Eckpunkte für eine gesetzliche Verankerung der Suizidprävention
Offener Brief an die Abgeordneten des Deutschen Bundestages
1.6.2022: An die Abgeordneten des Deutschen Bundestages
Die Organisationen und Fachgesellschaften der Suizidprävention sowie der Hospizarbeit und Palliativversorgung fordern eine umfassende gesetzliche Verankerung der Suizidprävention im Rahmen eines Suizidpräventionsgesetzes in Verbindung mit dem weiteren Ausbau der Hospizarbeit und Palliativversorgung.
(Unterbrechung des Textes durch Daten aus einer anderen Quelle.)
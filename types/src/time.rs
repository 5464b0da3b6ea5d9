/*!
    Timestamp and time base types.
*/

/// Ticks per second of the pipeline's shared coarse time base. Both the
/// codec time base and the presentation-timestamp cadence use this unit.
pub const TICKS_PER_SECOND: i32 = 1_000_000;

/**
    A rational number, used for time bases and frame rates.
*/
#[derive(Clone, Copy, Debug, PartialEq, Eq, Hash)]
pub struct Rational {
    pub num: i32,
    pub den: i32,
}

impl Rational {
    /// The pipeline's microsecond time base.
    pub const MICROS: Self = Self {
        num: 1,
        den: TICKS_PER_SECOND,
    };

    pub const fn new(num: i32, den: i32) -> Self {
        Self { num, den }
    }

    /**
        Returns the rational as a float. Zero denominators yield zero
        rather than a division error.
    */
    pub fn to_f64(self) -> f64 {
        if self.den == 0 {
            0.0
        } else {
            self.num as f64 / self.den as f64
        }
    }
}

/**
    A presentation timestamp, in the time base of its carrying frame or packet.
*/
#[derive(Clone, Copy, Debug, PartialEq, Eq, PartialOrd, Ord, Hash)]
pub struct Pts(pub i64);

/**
    A duration, in the time base of its carrying packet.
*/
#[derive(Clone, Copy, Debug, Default, PartialEq, Eq, Hash)]
pub struct MediaDuration(pub i64);

#[cfg(test)]
mod tests {
    use super::*;

    #[test]
    fn rational_to_f64() {
        assert_eq!(Rational::new(30, 1).to_f64(), 30.0);
        assert_eq!(Rational::new(1, 2).to_f64(), 0.5);
        assert_eq!(Rational::new(1, 0).to_f64(), 0.0);
    }

    #[test]
    fn micros_time_base() {
        assert_eq!(Rational::MICROS, Rational::new(1, 1_000_000));
    }

    #[test]
    fn pts_ordering() {
        assert!(Pts(0) < Pts(33_333));
        assert!(Pts(33_333) < Pts(66_666));
    }
}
Im Bundestag werden derzeit Gesetzesentwürfe eingebracht und diskutiert, welche die Unterstützung beim Suizid regulieren sollen. Nach dem Urteil des Bundesverfassungsgerichts (BVerfG) zum § 217 StGB imJahr 2020 sehen wir es als Aufgabe des Gesetzgebers an, vor allem ein Schutzkonzept für Menschen mit Suizidgedanken zu entwickeln und für die Umsetzung des Konzepts zu sorgen. Die Hilfe zur Unterstützung in suizidalen Krisen und die Angebote der Hospizarbeit und Palliativversorgung müssen leichter zugänglich sein als die Hilfe zur Selbsttötung.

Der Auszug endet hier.